▶ WORK INSTRUCTIONS: Repeat word for word the opening stretch of the entries, from the first line through the line containing "frame and the".

▶ Items listed in a dataset:
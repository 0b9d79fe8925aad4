//! Per-frame GPU base layer: clear a target texture, download it to the host
//! and hand the pixels to the presentation surface.
//!
//! Compositing is best effort. Transient failures skip the frame and the
//! next tick tries again; a device-level failure is returned once and every
//! later frame is skipped.

use crate::error::GpuError;
use std::cell::{Cell, RefCell};
use std::sync::atomic::{AtomicBool, Ordering};
use std::sync::Arc;
use std::time::Duration;

pub mod device;
pub mod wgpu_device;

pub use device::GpuDevice;
pub use wgpu_device::WgpuDevice;

pub const CLEAR_COLOR: [f64; 4] = [0.05, 0.05, 0.15, 1.0];
pub const BYTES_PER_PIXEL: usize = 4;

/// Coalescing "please redraw" flag. Any number of requests before the next
/// `take` collapse into one frame.
#[derive(Debug, Clone)]
pub struct Invalidation(Arc<AtomicBool>);

impl Invalidation {
    /// Starts out requested so the first tick draws a frame.
    pub fn new() -> Self {
        Self(Arc::new(AtomicBool::new(true)))
    }

    pub fn request(&self) {
        self.0.store(true, Ordering::Release);
    }

    #[cfg(test)]
    pub fn is_requested(&self) -> bool {
        self.0.load(Ordering::Acquire)
    }

    /// Clear the flag, returning whether a frame was requested.
    pub fn take(&self) -> bool {
        self.0.swap(false, Ordering::AcqRel)
    }
}

impl Default for Invalidation {
    fn default() -> Self {
        Self::new()
    }
}

/// Host-side copy of the base layer, BGRA8, rows tightly packed.
#[derive(Debug, Clone, Default, PartialEq)]
pub struct Framebuffer {
    width: u32,
    height: u32,
    pixels: Vec<u8>,
}

impl Framebuffer {
    pub fn new(width: u32, height: u32) -> Self {
        Self {
            width,
            height,
            pixels: vec![0; width as usize * height as usize * BYTES_PER_PIXEL],
        }
    }

    /// Returns `true` if the size changed. Contents are cleared on change.
    pub fn resize(&mut self, width: u32, height: u32) -> bool {
        if width == self.width && height == self.height {
            return false;
        }
        *self = Self::new(width, height);
        true
    }

    pub fn width(&self) -> u32 {
        self.width
    }

    pub fn height(&self) -> u32 {
        self.height
    }

    pub fn is_empty(&self) -> bool {
        self.width == 0 || self.height == 0
    }

    #[cfg(test)]
    pub fn bytes(&self) -> &[u8] {
        &self.pixels
    }

    pub fn bytes_mut(&mut self) -> &mut [u8] {
        &mut self.pixels
    }

    /// The pixels reordered to RGBA for presentation.
    pub fn to_rgba(&self) -> Vec<u8> {
        let mut rgba = self.pixels.clone();
        for pixel in rgba.chunks_exact_mut(BYTES_PER_PIXEL) {
            pixel.swap(0, 2);
        }
        rgba
    }
}

#[derive(Debug, Clone, Copy, PartialEq, Eq)]
pub enum SkipReason {
    /// A composite was already in flight.
    Busy,
    EmptySurface,
    NoCommandContext,
    Texture,
    TransferBuffer,
    Readback,
    /// The device failed earlier and is no longer used.
    DeviceLost,
}

impl From<&GpuError> for SkipReason {
    fn from(err: &GpuError) -> Self {
        match err {
            GpuError::CommandContextUnavailable => SkipReason::NoCommandContext,
            GpuError::TextureTooLarge { .. } | GpuError::TextureCreation(_) => SkipReason::Texture,
            GpuError::TransferBufferCreation(_) => SkipReason::TransferBuffer,
            GpuError::Map(_) | GpuError::ReadbackSize { .. } => SkipReason::Readback,
            GpuError::AdapterUnavailable(_)
            | GpuError::DeviceCreation(_)
            | GpuError::FenceTimeout(_)
            | GpuError::DeviceLost(_) => SkipReason::DeviceLost,
        }
    }
}

#[derive(Debug, Clone, Copy, PartialEq, Eq)]
pub enum FrameStatus {
    Presented,
    Skipped(SkipReason),
}

struct Target<T> {
    texture: T,
    width: u32,
    height: u32,
}

/// Clears the busy flag when a composite ends, however it ends.
struct BusyGuard<'a>(&'a Cell<bool>);

impl<'a> BusyGuard<'a> {
    fn enter(flag: &'a Cell<bool>) -> Option<Self> {
        if flag.replace(true) {
            None
        } else {
            Some(Self(flag))
        }
    }
}

impl Drop for BusyGuard<'_> {
    fn drop(&mut self) {
        self.0.set(false);
    }
}

/// Drives one [`GpuDevice`] through the per-frame render and readback
/// sequence. At most one composite runs at a time; a second request made
/// while one is in flight is dropped.
pub struct FrameCompositor<D: GpuDevice> {
    target: RefCell<Option<Target<D::Texture>>>,
    device: D,
    fence_timeout: Duration,
    busy: Cell<bool>,
    failed: Cell<bool>,
}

▶ SOLUTION FOR THIS PROBLEM:
repository 0b9d79fe8925aad4
//! Per-frame GPU base layer: clear a target texture, download it to the host
//! and hand the pixels to the presentation surface.
//!
//! Compositing is best effort. Transient failures skip the frame and the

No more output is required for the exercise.